*** Block opens ***

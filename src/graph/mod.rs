pub mod task_graph;

pub use task_graph::{EdgeConstraint, TaskGraph};
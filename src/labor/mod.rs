//! Weekly overtime and monthly equivalent-hour rollups of labor entries.

use crate::calendar::YearMonth;
use crate::config::LaborConfig;
use chrono::NaiveDate;
use serde::{Deserialize, Serialize};
use std::collections::{BTreeMap, HashMap};

pub mod monthly;
pub mod overtime;

pub use monthly::monthly_equivalent_hours;
pub use overtime::weekly_overtime;

pub type CategoryId = String;

/// Equivalent hours per calendar month, then per category.
pub type MonthlyCategoryTotals = BTreeMap<YearMonth, BTreeMap<CategoryId, f64>>;

#[derive(Debug, Clone, PartialEq, Serialize, Deserialize)]
#[serde(rename_all = "camelCase")]
pub struct LaborEntry {
    pub date: NaiveDate,
    pub hours: f64,
    #[serde(alias = "laborCategoryId")]
    pub category_id: CategoryId,
}

impl LaborEntry {
    pub fn new(date: NaiveDate, hours: f64, category_id: impl Into<CategoryId>) -> Self {
        Self {
            date,
            hours,
            category_id: category_id.into(),
        }
    }
}

#[derive(Debug, Clone, PartialEq, Serialize, Deserialize)]
#[serde(rename_all = "camelCase")]
pub struct LaborCategory {
    pub id: CategoryId,
    #[serde(default)]
    pub name: String,
    #[serde(default)]
    pub is_overtime_eligible: bool,
}

impl LaborCategory {
    pub fn new(id: impl Into<CategoryId>, is_overtime_eligible: bool) -> Self {
        Self {
            id: id.into(),
            name: String::new(),
            is_overtime_eligible,
        }
    }
}

/// Hours for one ISO week (Monday start) split into straight time and overtime.
#[derive(Debug, Clone, PartialEq, Serialize, Deserialize)]
#[serde(rename_all = "camelCase")]
pub struct WeekSummary {
    pub week_start: NaiveDate,
    pub iso_year: i32,
    pub iso_week: u32,
    pub total_hours: f64,
    pub eligible_hours: f64,
    pub ineligible_hours: f64,
    pub regular_hours: f64,
    pub overtime_hours: f64,
    /// Eligible hours paid at straight time.
    pub eligible_regular: f64,
    pub entries: Vec<LaborEntry>,
}

#[derive(Debug, Clone, Default)]
pub struct LaborTimeAggregator {
    config: LaborConfig,
}

impl LaborTimeAggregator {
    pub fn new(config: LaborConfig) -> Self {
        Self { config }
    }

    pub fn config(&self) -> &LaborConfig {
        &self.config
    }
}

/// Eligibility by category id. Unknown ids are absent and read as ineligible;
/// on duplicate ids the first definition wins.
fn eligibility(categories: &[LaborCategory]) -> HashMap<&str, bool> {
    let mut map = HashMap::with_capacity(categories.len());
    for category in categories {
        map.entry(category.id.as_str())
            .or_insert(category.is_overtime_eligible);
    }
    map
}
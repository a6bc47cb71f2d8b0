use crate::calendar::add_days;
use crate::graph::{EdgeConstraint, TaskGraph};
use crate::task::{DependencyType, Task, TaskWindow};
use chrono::NaiveDate;
use petgraph::graph::NodeIndex;

/// Lower bound on a successor's start imposed by one incoming edge.
/// Bounds past either end of the calendar clamp to `NaiveDate::MIN` / `NaiveDate::MAX`.
pub fn constrained_start(
    constraint: EdgeConstraint,
    predecessor: TaskWindow,
    successor_duration: i64,
) -> NaiveDate {
    let lag = constraint.lag_days;
    match constraint.kind {
        DependencyType::FinishToStart => finish_to_start(predecessor, lag),
        DependencyType::StartToStart => start_to_start(predecessor, lag),
        DependencyType::FinishToFinish => finish_to_finish(predecessor, lag, successor_duration),
        DependencyType::StartToFinish => start_to_finish(predecessor, lag, successor_duration),
    }
}

fn finish_to_start(predecessor: TaskWindow, lag: i64) -> NaiveDate {
    add_days(predecessor.end, lag.saturating_add(1))
}

fn start_to_start(predecessor: TaskWindow, lag: i64) -> NaiveDate {
    add_days(predecessor.start, lag)
}

// Finish constraints bound the successor's end; shift back by its duration.
fn finish_to_finish(predecessor: TaskWindow, lag: i64, duration: i64) -> NaiveDate {
    add_days(predecessor.end, lag.saturating_sub(duration).saturating_add(1))
}

fn start_to_finish(predecessor: TaskWindow, lag: i64, duration: i64) -> NaiveDate {
    add_days(predecessor.start, lag.saturating_sub(duration).saturating_add(1))
}

/// Earliest-start (ASAP) pass over a topologically ordered graph.
pub struct ForwardPass<'a> {
    tasks: &'a [Task],
    graph: &'a TaskGraph,
}

impl<'a> ForwardPass<'a> {
    pub fn new(tasks: &'a [Task], graph: &'a TaskGraph) -> Self {
        Self { tasks, graph }
    }

    /// Returns one window per task, indexed like the input slice.
    pub fn execute(&self, order: &[NodeIndex]) -> Vec<TaskWindow> {
        let mut windows: Vec<Option<TaskWindow>> = vec![None; self.tasks.len()];

        for &node_ix in order {
            let task = &self.tasks[node_ix.index()];
            let duration = task.duration_days();
            let mut early_start = task.start;

            for (pred_ix, constraint) in self.graph.incoming(node_ix) {
                // Predecessors precede this task in `order`.
                let Some(pred_window) = windows[pred_ix.index()] else {
                    continue;
                };
                let bound = constrained_start(constraint, pred_window, duration);
                tracing::trace!(
                    task = %task.id,
                    predecessor = %self.graph.task_id(pred_ix),
                    kind = constraint.kind.as_str(),
                    lag_days = constraint.lag_days,
                    %bound,
                    "evaluated precedence constraint"
                );
                if bound > early_start {
                    early_start = bound;
                }
            }

            if early_start != task.start {
                tracing::debug!(
                    task = %task.id,
                    from = %task.start,
                    to = %early_start,
                    "forward pass moved task"
                );
            }
            windows[node_ix.index()] = Some(TaskWindow::from_duration(early_start, duration));
        }

        windows
            .into_iter()
            .zip(self.tasks)
            .map(|(window, task)| window.unwrap_or_else(|| task.window()))
            .collect()
    }
}
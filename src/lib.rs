pub mod billing;
pub mod calculations;
pub mod calendar;
pub mod config;
pub mod graph;
pub mod labor;
#[cfg(feature = "report")]
pub mod report;
pub mod schedule;
pub mod task;

pub use billing::{
    BillingLineItem, BillingPeriodCalculator, BillingPeriods, BillingSummary, Deployment, DeploymentKind,
    LineItemKey, LineItemKind, LineItemStatus, Rates, compute_periods, estimate_cost, generate_line_items,
    generate_portfolio_line_items,
};
pub use calendar::{DeploymentPhase, YearMonth};
pub use config::{
    BillingConfig, CalendarConfig, ConfigError, EngineConfig, LaborConfig, LagUnit, OrderingPeriod,
    OverAndAbovePolicy, SchedulerConfig,
};
pub use labor::{
    LaborCategory, LaborEntry, LaborTimeAggregator, MonthlyCategoryTotals, WeekSummary, monthly_equivalent_hours,
    weekly_overtime,
};
pub use schedule::{DependencyScheduler, ScheduleError, ScheduleOutcome, schedule};
pub use task::{Dependency, DependencyType, Task, TaskId, TaskWindow};
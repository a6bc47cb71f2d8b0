use crate::calculations::forward_pass::ForwardPass;
use crate::config::SchedulerConfig;
use crate::graph::TaskGraph;
use crate::task::{Dependency, Task, TaskId, TaskWindow};
use std::collections::BTreeMap;

#[derive(Debug, Clone, PartialEq, Eq, thiserror::Error)]
pub enum ScheduleError {
    #[error("dependency cycle detected among tasks: {}", .task_ids.join(", "))]
    CycleDetected { task_ids: Vec<TaskId> },
    #[error("task id {task_id} appears more than once")]
    DuplicateTask { task_id: TaskId },
}

/// Result of a successful scheduling run.
#[derive(Debug, Clone, PartialEq, Eq)]
pub struct ScheduleOutcome {
    order: Vec<TaskId>,
    windows: BTreeMap<TaskId, TaskWindow>,
    moved: Vec<TaskId>,
}

impl ScheduleOutcome {
    /// Task ids in the topological order the forward pass used.
    pub fn order(&self) -> &[TaskId] {
        &self.order
    }

    pub fn windows(&self) -> &BTreeMap<TaskId, TaskWindow> {
        &self.windows
    }

    pub fn into_windows(self) -> BTreeMap<TaskId, TaskWindow> {
        self.windows
    }

    pub fn get(&self, task_id: &str) -> Option<TaskWindow> {
        self.windows.get(task_id).copied()
    }

    /// Ids whose dates differ from the input, in input order.
    pub fn moved(&self) -> &[TaskId] {
        &self.moved
    }

    pub fn is_unchanged(&self) -> bool {
        self.moved.is_empty()
    }

    /// Copies `tasks` with computed dates applied, keeping their order.
    pub fn apply(&self, tasks: &[Task]) -> Vec<Task> {
        tasks
            .iter()
            .map(|task| match self.windows.get(&task.id) {
                Some(window) => Task {
                    start: window.start,
                    end: window.end,
                    ..task.clone()
                },
                None => task.clone(),
            })
            .collect()
    }
}

/// Earliest-start scheduler over typed, lagged precedence constraints.
#[derive(Debug, Clone, Default)]
pub struct DependencyScheduler {
    config: SchedulerConfig,
}

impl DependencyScheduler {
    pub fn new(config: SchedulerConfig) -> Self {
        Self { config }
    }

    pub fn config(&self) -> &SchedulerConfig {
        &self.config
    }

    /// All-or-nothing: a cycle anywhere fails the whole request.
    pub fn schedule(&self, tasks: &[Task], edges: &[Dependency]) -> Result<ScheduleOutcome, ScheduleError> {
        let graph = TaskGraph::build(tasks, edges, self.config.lag_unit)?;
        let order = graph.topological_order().inspect_err(|err| {
            if let ScheduleError::CycleDetected { task_ids } = err {
                tracing::warn!(?task_ids, "scheduling aborted: dependency cycle");
            }
        })?;

        let computed = ForwardPass::new(tasks, &graph).execute(&order);

        let mut windows = BTreeMap::new();
        let mut moved = Vec::new();
        for (task, window) in tasks.iter().zip(computed) {
            if window.start != task.start || window.end != task.end {
                moved.push(task.id.clone());
            }
            windows.insert(task.id.clone(), window);
        }

        Ok(ScheduleOutcome {
            order: order.into_iter().map(|ix| graph.task_id(ix).clone()).collect(),
            windows,
            moved,
        })
    }
}

/// Schedules with the default configuration (lag in whole days).
pub fn schedule(tasks: &[Task], edges: &[Dependency]) -> Result<ScheduleOutcome, ScheduleError> {
    DependencyScheduler::default().schedule(tasks, edges)
}

#[cfg(test)]
mod tests {
    use super::*;
    use chrono::NaiveDate;
    use tracing_test::traced_test;

    fn d(y: i32, m: u32, day: u32) -> NaiveDate {
        NaiveDate::from_ymd_opt(y, m, day).unwrap()
    }

    #[traced_test]
    #[test]
    fn cycle_is_logged_as_warning() {
        let tasks = vec![Task::new("a", "A", d(2025, 1, 1), d(2025, 1, 1))];
        let edges = vec![Dependency::finish_to_start("a", "a")];
        assert!(schedule(&tasks, &edges).is_err());
        assert!(logs_contain("scheduling aborted: dependency cycle"));
    }

    #[traced_test]
    #[test]
    fn moved_tasks_are_logged() {
        let tasks = vec![
            Task::new("a", "A", d(2025, 1, 1), d(2025, 1, 10)),
            Task::new("b", "B", d(2025, 1, 2), d(2025, 1, 2)),
        ];
        let edges = vec![Dependency::finish_to_start("a", "b")];
        let outcome = schedule(&tasks, &edges).unwrap();
        assert_eq!(outcome.moved(), &["b".to_string()]);
        assert!(logs_contain("forward pass moved task"));
    }

    #[test]
    fn cycle_error_names_tasks() {
        let err = ScheduleError::CycleDetected {
            task_ids: vec!["x".to_string(), "y".to_string()],
        };
        assert_eq!(err.to_string(), "dependency cycle detected among tasks: x, y");
    }
}
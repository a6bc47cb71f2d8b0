use super::{LaborCategory, LaborEntry, LaborTimeAggregator, WeekSummary, eligibility};
use crate::calendar::iso_week_start;
use chrono::{Datelike, NaiveDate};
use std::collections::BTreeMap;

#[derive(Default)]
struct WeekBucket {
    eligible_hours: f64,
    ineligible_hours: f64,
    entries: Vec<LaborEntry>,
}

impl LaborTimeAggregator {
    /// Per-week overtime split, ascending by week start.
    pub fn weekly_overtime(&self, entries: &[LaborEntry], categories: &[LaborCategory]) -> Vec<WeekSummary> {
        let eligible = eligibility(categories);
        let mut weeks: BTreeMap<NaiveDate, WeekBucket> = BTreeMap::new();

        for entry in entries {
            let bucket = weeks.entry(iso_week_start(entry.date)).or_default();
            match eligible.get(entry.category_id.as_str()).copied() {
                Some(true) => bucket.eligible_hours += entry.hours,
                Some(false) => bucket.ineligible_hours += entry.hours,
                None => {
                    tracing::debug!(
                        category = %entry.category_id,
                        date = %entry.date,
                        "labor entry references unknown category, counting as ineligible"
                    );
                    bucket.ineligible_hours += entry.hours;
                }
            }
            bucket.entries.push(entry.clone());
        }

        let threshold = self.config().weekly_threshold_hours;
        weeks
            .into_iter()
            .map(|(week_start, bucket)| {
                let eligible_regular = bucket.eligible_hours.min(threshold);
                let overtime_hours = (bucket.eligible_hours - threshold).max(0.0);
                let iso = week_start.iso_week();
                WeekSummary {
                    week_start,
                    iso_year: iso.year(),
                    iso_week: iso.week(),
                    total_hours: bucket.eligible_hours + bucket.ineligible_hours,
                    eligible_hours: bucket.eligible_hours,
                    ineligible_hours: bucket.ineligible_hours,
                    regular_hours: bucket.ineligible_hours + eligible_regular,
                    overtime_hours,
                    eligible_regular,
                    entries: bucket.entries,
                }
            })
            .collect()
    }
}

pub fn weekly_overtime(entries: &[LaborEntry], categories: &[LaborCategory]) -> Vec<WeekSummary> {
    LaborTimeAggregator::default().weekly_overtime(entries, categories)
}
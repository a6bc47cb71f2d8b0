pub mod forward_pass;
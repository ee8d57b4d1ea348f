//! Availability Engine
//!
//! Pure over rows the repositories load; the booking transaction re-runs
//! these checks inside its write transaction, the read-only availability
//! endpoint runs them against a plain pool snapshot.

use crate::db::models::{DiningTable, Reservation, ReservationSettings};

const MINUTE_MS: i64 = 60_000;

/// Half-open interval on the canonical millis timeline
#[derive(Debug, Clone, Copy, PartialEq, Eq)]
pub struct Interval {
    pub start_ms: i64,
    pub end_ms: i64,
}

impl Interval {
    /// Half-open overlap: touching boundaries are not overlaps, so
    /// back-to-back bookings are allowed when slotting is enabled.
    pub fn overlaps(&self, other: &Interval) -> bool {
        self.start_ms < other.end_ms && other.start_ms < self.end_ms
    }
}

pub fn validate_party_size(party_size: i64) -> Result<(), super::BookingError> {
    if party_size < 1 {
        return Err(super::BookingError::InvalidPartySize);
    }
    Ok(())
}

/// Tables of the zone free for the requested slot, smallest sufficient
/// capacity first
///
/// The capacity-ascending order biases seating efficiency; it is a policy
/// choice, not a correctness requirement.
///
/// With slotting enabled every active reservation occupies
/// `[start, start + standard_duration)`; with it disabled a single active
/// reservation blocks its table for the entire service day. `reservations`
/// must already be scoped to the same service day.
pub fn available_tables(
    settings: &ReservationSettings,
    tables: &[DiningTable],
    reservations: &[Reservation],
    target_ms: i64,
    party_size: i64,
) -> Vec<DiningTable> {
    let duration_ms = settings.standard_duration_minutes * MINUTE_MS;
    let requested = Interval {
        start_ms: target_ms,
        end_ms: target_ms + duration_ms,
    };

    let mut available: Vec<DiningTable> = tables
        .iter()
        .filter(|table| table.capacity >= party_size)
        .filter(|table| {
            reservations
                .iter()
                .filter(|r| r.status.occupies() && r.table_id == Some(table.id))
                .all(|r| {
                    if !settings.standard_time_enabled {
                        // Whole-day blocking: any active reservation occupies
                        // the table for the service day
                        return false;
                    }
                    let occupied = Interval {
                        start_ms: r.start_ms,
                        end_ms: r.start_ms + duration_ms,
                    };
                    !requested.overlaps(&occupied)
                })
        })
        .cloned()
        .collect();

    available.sort_by_key(|t| (t.capacity, t.id));
    available
}

/// Simple-mode admission: committed pax for the day plus the new party must
/// stay within the cap. A cap of 0 is a valid "closed to simple bookings"
/// configuration.
pub fn has_capacity(existing_pax: i64, party_size: i64, daily_pax_limit: i64) -> bool {
    existing_pax + party_size <= daily_pax_limit
}

#[cfg(test)]
mod tests {
    use super::*;
    use crate::db::models::{ReservationStatus, TableShape};

    fn settings(slotting: bool, duration: i64) -> ReservationSettings {
        ReservationSettings {
            tenant_id: "demo".into(),
            standard_time_enabled: slotting,
            standard_duration_minutes: duration,
            simple_mode: false,
            daily_pax_limit: 0,
        }
    }

    fn table(id: i64, capacity: i64) -> DiningTable {
        DiningTable {
            id,
            zone_id: 1,
            label: format!("T{id}"),
            capacity,
            shape: TableShape::Rect,
            x: 0.0,
            y: 0.0,
            width: 80.0,
            height: 80.0,
            rotation: 0.0,
            points_json: None,
        }
    }

    fn reservation(table_id: i64, start_ms: i64, status: ReservationStatus) -> Reservation {
        Reservation {
            id: 0,
            tenant_id: "demo".into(),
            table_id: Some(table_id),
            start_ms,
            service_date: "2025-03-01".into(),
            party_size: 2,
            status,
            promoter_id: None,
            customer_name: "Ana".into(),
            customer_phone: None,
            customer_email: None,
            created_at_ms: 0,
        }
    }

    const HOUR: i64 = 3_600_000;

    #[test]
    fn overlap_rule_is_half_open() {
        let a = Interval { start_ms: 0, end_ms: HOUR };
        let b = Interval { start_ms: HOUR, end_ms: 2 * HOUR };
        let c = Interval { start_ms: HOUR - 1, end_ms: 2 * HOUR };
        assert!(!a.overlaps(&b));
        assert!(!b.overlaps(&a));
        assert!(a.overlaps(&c));
    }

    #[test]
    fn back_to_back_is_allowed_with_slotting() {
        let s = settings(true, 60);
        let tables = [table(1, 4)];
        let booked_19 = [reservation(1, 19 * HOUR, ReservationStatus::Confirmed)];
        // 20:00 on the same table succeeds: boundary touch is not overlap
        let free = available_tables(&s, &tables, &booked_19, 20 * HOUR, 2);
        assert_eq!(free.len(), 1);
        // 19:30 overlaps
        let busy = available_tables(&s, &tables, &booked_19, 19 * HOUR + HOUR / 2, 2);
        assert!(busy.is_empty());
    }

    #[test]
    fn whole_day_blocking_without_slotting() {
        let s = settings(false, 60);
        let tables = [table(1, 4)];
        let booked = [reservation(1, 12 * HOUR, ReservationStatus::Confirmed)];
        // Any other time that day is blocked
        assert!(available_tables(&s, &tables, &booked, 20 * HOUR, 2).is_empty());
        assert!(available_tables(&s, &tables, &[], 20 * HOUR, 2).len() == 1);
    }

    #[test]
    fn cancelled_and_no_show_free_the_table() {
        let s = settings(true, 60);
        let tables = [table(1, 4)];
        for status in [ReservationStatus::Cancelled, ReservationStatus::NoShow] {
            let rows = [reservation(1, 19 * HOUR, status)];
            assert_eq!(available_tables(&s, &tables, &rows, 19 * HOUR, 2).len(), 1);
        }
    }

    #[test]
    fn smallest_sufficient_table_first() {
        let s = settings(true, 60);
        let tables = [table(1, 8), table(2, 2), table(3, 4)];
        let free = available_tables(&s, &tables, &[], 19 * HOUR, 2);
        let capacities: Vec<i64> = free.iter().map(|t| t.capacity).collect();
        assert_eq!(capacities, vec![2, 4, 8]);
    }

    #[test]
    fn undersized_tables_are_filtered_not_an_error() {
        let s = settings(true, 60);
        let tables = [table(1, 2), table(2, 2)];
        assert!(available_tables(&s, &tables, &[], 19 * HOUR, 6).is_empty());
    }

    #[test]
    fn party_size_must_be_positive() {
        assert!(validate_party_size(1).is_ok());
        assert_eq!(
            validate_party_size(0),
            Err(crate::booking::BookingError::InvalidPartySize)
        );
        assert!(validate_party_size(-3).is_err());
    }

    #[test]
    fn simple_mode_cap_arithmetic() {
        // dailyPaxLimit = 10: 6 fits, then 5 does not, then 4 exactly fills
        assert!(has_capacity(0, 6, 10));
        assert!(!has_capacity(6, 5, 10));
        assert!(has_capacity(6, 4, 10));
    }

    #[test]
    fn zero_pax_limit_admits_nobody() {
        assert!(!has_capacity(0, 1, 0));
    }
}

*** Block closes ***

> _Problem_:
A complete answer reproduces every line of the records in which the word "occupies" occurs.

> _Expected output_:
/// With slotting enabled every active reservation occupies
                .filter(|r| r.status.occupies() && r.table_id == Some(table.id))
                        // Whole-day blocking: any active reservation occupies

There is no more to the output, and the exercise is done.